Christ is risen! Yesterday was Easter—but Easter is not over. While our culture tends toward the belief that a holiday marks the end or conclusion of a celebration, the church does not. There are a dozen days of Christmastide and a full fifty days of Eastertide. This year especially, I believe we need to embrace an Eastertide attitude on behalf of a fearful world.
COVID-19 continues to fill the news. With all the restrictions on travel, work, and gathering, it’s impossible for this pandemic not to fill our awareness. It transformed the way Christians observed Holy Week and Jews celebrated Passover. So many events that happen communally are happening virtually instead, as we watch the numbers of infected and dying continue to skyrocket.
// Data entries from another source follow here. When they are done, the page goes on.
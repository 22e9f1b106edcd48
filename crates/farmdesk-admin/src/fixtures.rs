//! Built-in sample data for the admin lists.
//!
//! These are the records the admin screens show before a backend exists.

use farmdesk_query::Timestamp;

use crate::records::{FarmRecord, Notification, NotificationKind, Role, Status, UserRecord};

fn user(
    id: u32,
    name: &str,
    email: &str,
    role: Role,
    farm: &str,
    joined: &str,
    status: Status,
) -> UserRecord {
    UserRecord {
        id,
        name: name.to_string(),
        email: email.to_string(),
        role,
        farm: farm.to_string(),
        joined: joined.to_string(),
        status,
    }
}

/// The ten sample platform users.
#[rustfmt::skip]
pub fn users() -> Vec<UserRecord> {
    use Role::{FarmOwner, Worker};
    use Status::{Active, Inactive};

    vec![
        user(1, "Ahmed Khalil", "ahmed@email.com", FarmOwner, "Green Valley Farm", "2025-01-15", Active),
        user(2, "Sara Mansouri", "sara@email.com", Worker, "Green Valley Farm", "2025-01-16", Active),
        user(3, "Ali Benali", "ali@email.com", FarmOwner, "Sunrise Farms", "2025-01-18", Active),
        user(4, "Fatima Zerrouk", "fatima@email.com", Worker, "Sunrise Farms", "2025-01-18", Active),
        user(5, "Mohamed Amrani", "mohamed@email.com", FarmOwner, "Golden Harvest", "2025-01-20", Active),
        user(6, "Karim Zidane", "karim@email.com", Worker, "Golden Harvest", "2025-01-20", Active),
        user(7, "Amina Bouaziz", "amina@email.com", Worker, "Green Valley Farm", "2025-01-17", Inactive),
        user(8, "Youssef Hamdi", "youssef@email.com", FarmOwner, "Fresh Fields", "2025-01-19", Active),
        user(9, "Nadia Slimani", "nadia@email.com", Worker, "Fresh Fields", "2025-01-19", Active),
        user(10, "Rachid Meziane", "rachid@email.com", Worker, "Organic Paradise", "2025-01-17", Active),
    ]
}

#[allow(clippy::too_many_arguments)]
fn farm(
    id: u32,
    name: &str,
    owner: &str,
    email: &str,
    location: &str,
    created: &str,
    (fields, tasks, workers): (u32, u32, u32),
    status: Status,
) -> FarmRecord {
    FarmRecord {
        id,
        name: name.to_string(),
        owner: owner.to_string(),
        email: email.to_string(),
        location: location.to_string(),
        created: created.to_string(),
        fields,
        tasks,
        workers,
        status,
    }
}

/// The six sample farms.
#[rustfmt::skip]
pub fn farms() -> Vec<FarmRecord> {
    use Status::{Active, Inactive};

    vec![
        farm(1, "Green Valley Farm", "Ahmed Khalil", "ahmed@email.com", "Algiers, Algeria", "Jan 15, 2025", (12, 45, 8), Active),
        farm(2, "Sunrise Farms", "Sara Mansouri", "sara@email.com", "Oran, Algeria", "Jan 18, 2025", (8, 32, 5), Active),
        farm(3, "Golden Harvest", "Ali Benali", "ali@email.com", "Blida, Algeria", "Jan 20, 2025", (15, 67, 12), Active),
        farm(4, "Fresh Fields", "Fatima Zerrouk", "fatima@email.com", "Tizi Ouzou, Algeria", "Jan 19, 2025", (6, 28, 4), Inactive),
        farm(5, "Organic Paradise", "Mohamed Amrani", "mohamed@email.com", "Constantine, Algeria", "Jan 17, 2025", (10, 52, 7), Active),
        farm(6, "Nature's Bounty", "Karim Zidane", "karim@email.com", "Annaba, Algeria", "Jan 16, 2025", (9, 41, 6), Active),
    ]
}

const MINUTE_MS: i64 = 60 * 1000;
const HOUR_MS: i64 = 60 * MINUTE_MS;

/// The five sample notifications, timestamped relative to `now`.
pub fn notifications_at(now: Timestamp) -> Vec<Notification> {
    let entry = |id: &str,
                 kind: NotificationKind,
                 title: &str,
                 message: &str,
                 age_ms: i64,
                 is_read: bool| Notification {
        id: id.to_string(),
        kind,
        title: title.to_string(),
        message: message.to_string(),
        timestamp: Timestamp(now.as_millis() - age_ms),
        is_read,
    };

    vec![
        entry(
            "1",
            NotificationKind::Farm,
            "New Farm Created",
            "A new farm 'Sunset Valley' has been registered by ahmed@email.com",
            5 * MINUTE_MS,
            false,
        ),
        entry(
            "2",
            NotificationKind::User,
            "User Milestone Reached",
            "Platform reached 1,000 registered users! Congratulations on this achievement.",
            HOUR_MS,
            false,
        ),
        entry(
            "3",
            NotificationKind::Farm,
            "Farm Updated",
            "Green Valley Farm updated their field information and added 2 new workers.",
            3 * HOUR_MS,
            true,
        ),
        entry(
            "4",
            NotificationKind::User,
            "New Admin Action Required",
            "5 new farm applications are pending approval in the review queue.",
            5 * HOUR_MS,
            true,
        ),
        entry(
            "5",
            NotificationKind::Farm,
            "Task Completion Alert",
            "Riverside Farm completed all scheduled tasks for this week ahead of schedule.",
            24 * HOUR_MS,
            true,
        ),
    ]
}
//! farmdesk-admin - the admin list screens on top of `farmdesk-query`.
//!
//! The admin shows three lists: platform users, registered farms and
//! notifications. Each one is a search box, a few filter dropdowns and
//! pagination controls over a record collection. This crate supplies the
//! pieces around the query engine:
//!
//! - [`records`]: the record types and the fields they expose to queries
//! - [`views`]: one engine preset per list, plus the unread badge count
//! - [`source`]: where records come from (built-in fixtures or JSON files)
//! - [`state`]: the caller-owned search, filter and page state
//! - [`config`]: YAML configuration with environment overrides
//! - [`render`]: text tables with a "Showing X to Y of Z" footer, or JSON/YAML/CSV
//! - [`inbox`]: mark-read and delete actions on notifications
//! - [`app`]: one list request run end to end, as the `farmdesk` binary does
//!
//! # Example
//!
//! ```rust
//! use farmdesk_admin::{fixtures, views, ListState, UserRecord};
//! use farmdesk_query::Record;
//!
//! let users = fixtures::users();
//! let mut state = ListState::new();
//! state.set_search("kar");
//! state.set_filter("role", "worker");
//!
//! let page = views::users_engine()
//!     .query(&users, &state.to_query(8), UserRecord::accessor)
//!     .unwrap();
//! assert_eq!(page.total_matched, 1);
//! assert_eq!(page.items[0].name, "Karim Zidane");
//! ```

pub mod app;
pub mod config;
pub mod fixtures;
pub mod inbox;
pub mod records;
pub mod render;
pub mod source;
pub mod state;
pub mod views;

pub use app::{App, AppError, ListRequest};
pub use config::{Config, ConfigError, ConfigLoader, DataConfig, EnvReader, RealEnv};
pub use inbox::{Inbox, InboxAction};
pub use records::{FarmRecord, Notification, NotificationKind, Role, Status, UserRecord};
pub use render::{render_csv, render_page, render_table, OutputMode, RenderError, TableRow};
pub use source::{JsonFileSource, RecordSource, SourceError, StaticSource};
pub use state::ListState;
pub use views::{unread_count, ListKind};
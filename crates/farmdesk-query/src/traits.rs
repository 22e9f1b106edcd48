//! The [`Record`] trait for types with named fields.

use crate::value::Value;

/// A row that exposes its fields by name.
///
/// Implementing this trait gives a type a ready-made accessor for the engine.
/// Plain functions with the same shape work just as well.
///
/// ```
/// use farmdesk_query::{ListEngine, ListQuery, Record, Value};
///
/// struct Farm {
///     name: String,
///     owner: String,
/// }
///
/// impl Record for Farm {
///     fn field_value(&self, field: &str) -> Value<'_> {
///         match field {
///             "name" => Value::Text(&self.name),
///             "owner" => Value::Text(&self.owner),
///             _ => Value::None,
///         }
///     }
/// }
///
/// let farms = vec![
///     Farm { name: "Green Valley Farm".into(), owner: "Ahmed Khalil".into() },
///     Farm { name: "Sunrise Farms".into(), owner: "Sara Mansouri".into() },
/// ];
///
/// let engine = ListEngine::new().search_fields(["name", "owner"]);
/// let page = engine
///     .query(&farms, &ListQuery::new().search("sara"), Farm::accessor)
///     .unwrap();
/// assert_eq!(page.items[0].name, "Sunrise Farms");
/// ```
pub trait Record {
    /// Returns the value of a field, or [`Value::None`] for unknown fields.
    fn field_value(&self, field: &str) -> Value<'_>;

    /// Accessor function suitable for the engine's query methods.
    fn accessor<'a>(item: &'a Self, field: &str) -> Value<'a>
    where
        Self: Sized,
    {
        item.field_value(field)
    }
}
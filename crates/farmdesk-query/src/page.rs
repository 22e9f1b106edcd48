//! Paginated query results.

/// One page of matching records plus pagination metadata.
///
/// `total_pages` is `ceil(total_matched / page_size)`, or `0` when nothing
/// matched. A page past the end holds no items but still reports the totals.
#[derive(Debug, Clone, PartialEq, Eq)]
#[cfg_attr(feature = "serde", derive(serde::Serialize))]
pub struct Page<T> {
    /// Records on this page, in source order.
    pub items: Vec<T>,
    /// Number of records that passed search and filters.
    pub total_matched: usize,
    /// The requested 1-based page number.
    pub page: usize,
    /// The requested page size.
    pub page_size: usize,
    /// Number of non-empty pages.
    pub total_pages: usize,
}

impl<T> Page<T> {
    /// Builds a page, deriving `total_pages` from the match count.
    ///
    /// `page_size` must be non-zero; [`ListQuery::validate`] guarantees this
    /// for pages produced by the engine.
    ///
    /// [`ListQuery::validate`]: crate::ListQuery::validate
    pub fn new(items: Vec<T>, total_matched: usize, page: usize, page_size: usize) -> Self {
        Self {
            items,
            total_matched,
            page,
            page_size,
            total_pages: total_pages(total_matched, page_size),
        }
    }

    /// Returns `true` when no record matched at all.
    ///
    /// This is the empty-state condition. A page past the end of a non-empty
    /// result is not empty in this sense; check `items` for that.
    pub fn is_empty(&self) -> bool {
        self.total_matched == 0
    }

    /// Returns `true` if an earlier page exists.
    pub fn has_previous(&self) -> bool {
        self.page > 1 && self.total_pages > 0
    }

    /// Returns `true` if a later page exists.
    pub fn has_next(&self) -> bool {
        self.page < self.total_pages
    }

    /// 1-based position of the first record on this page, if any.
    pub fn first_item_number(&self) -> Option<usize> {
        if self.items.is_empty() {
            None
        } else {
            Some(
                self.page
                    .saturating_sub(1)
                    .saturating_mul(self.page_size)
                    .saturating_add(1),
            )
        }
    }

    /// 1-based position of the last record on this page, if any.
    pub fn last_item_number(&self) -> Option<usize> {
        self.first_item_number()
            .map(|first| first.saturating_add(self.items.len() - 1))
    }

    /// Page numbers to offer as pagination controls.
    pub fn page_numbers(&self) -> std::ops::RangeInclusive<usize> {
        1..=self.total_pages
    }

    /// Maps the items, keeping the metadata.
    pub fn map<U, F>(self, f: F) -> Page<U>
    where
        F: FnMut(T) -> U,
    {
        Page {
            items: self.items.into_iter().map(f).collect(),
            total_matched: self.total_matched,
            page: self.page,
            page_size: self.page_size,
            total_pages: self.total_pages,
        }
    }
}

impl<'a, T: Clone> Page<&'a T> {
    /// Clones the borrowed items into an owned page.
    pub fn cloned(self) -> Page<T> {
        self.map(T::clone)
    }
}

/// Number of pages needed for `total_matched` records.
pub fn total_pages(total_matched: usize, page_size: usize) -> usize {
    if total_matched == 0 {
        0
    } else {
        total_matched.div_ceil(page_size)
    }
}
It’s a challenge for us not to become fearful. But, as I mentioned last week, Christ is alongside us in this. That’s why the traditional phrase is “Christ is risen,” not “Christ was risen.” Christ is with us—even now, when we are fearful and distracted by a looming disease with no cure. Christ is with us in the online conversations, the virtual hugs, the smiles hidden by masks, and the neighbors who share encouraging messages on their sidewalks (I’ll share some of my favorites from my neighborhood this week on Instagram).
These days, I find myself thinking about those who have family members and valued friends in quarantine or hospital (including a woman who was pivotal in supporting my own mental health and spiritual growth as a young adult). We have such a tradition of visiting and caring for those who are sick (Jesus encourages this, in fact, in Matthew 25). We understand that both the sick and those who love them will be fearful in such times. Yet, with this pandemic, we know that the worst thing we can do is to physically visit and care for those who have tested positive or developed symptoms. The best way we can show love is to not be there, physically.
Fortunately, Christ is there, on our behalf. Furthermore, most of us (even in poorer countries around the world) have electronic gadgets which allow us to stay connected via voice and video. We can be Christ to one another in this time of “social distancing” (a friend told me that the better phrase is “physical distancing”!) through modern technologies the likes of which Jesus’ followers could never have imagined.
We are not alone, in our fear or in our hope.
I invite you to embrace Eastertide, live with hope, and share that hope with those around you, especially those who are fearful and struggle to trust God in these challenging times.